Source records.
******

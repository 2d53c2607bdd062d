//! Container log ingestion: wire decoding, line assembly, bounded storage and
//! the per-instance streaming tasks that tie them together.

mod frame;
mod lines;
mod ring;
mod store;
mod stream;

pub use frame::{encode_frame, Frame, FrameAnomaly, FrameDemuxer, FrameError, StreamSource, HEADER_LEN, MAX_FRAME_LEN};
pub use lines::LineAssembler;
pub use ring::RingBuffer;
pub use store::LogStore;
pub use stream::{CancelToken, LogStreamManager, StreamEnd, StreamInfo};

******

Problem. Transcribe exactly the line containing "tie them together." and all remaining lines of the material, ending with the last one.

Solution for this problem.
//! the per-instance streaming tasks that tie them together.

mod frame;
mod lines;
mod ring;
mod store;
mod stream;

pub use frame::{encode_frame, Frame, FrameAnomaly, FrameDemuxer, FrameError, StreamSource, HEADER_LEN, MAX_FRAME_LEN};
pub use lines::LineAssembler;
pub use ring::RingBuffer;
pub use store::LogStore;
pub use stream::{CancelToken, LogStreamManager, StreamEnd, StreamInfo};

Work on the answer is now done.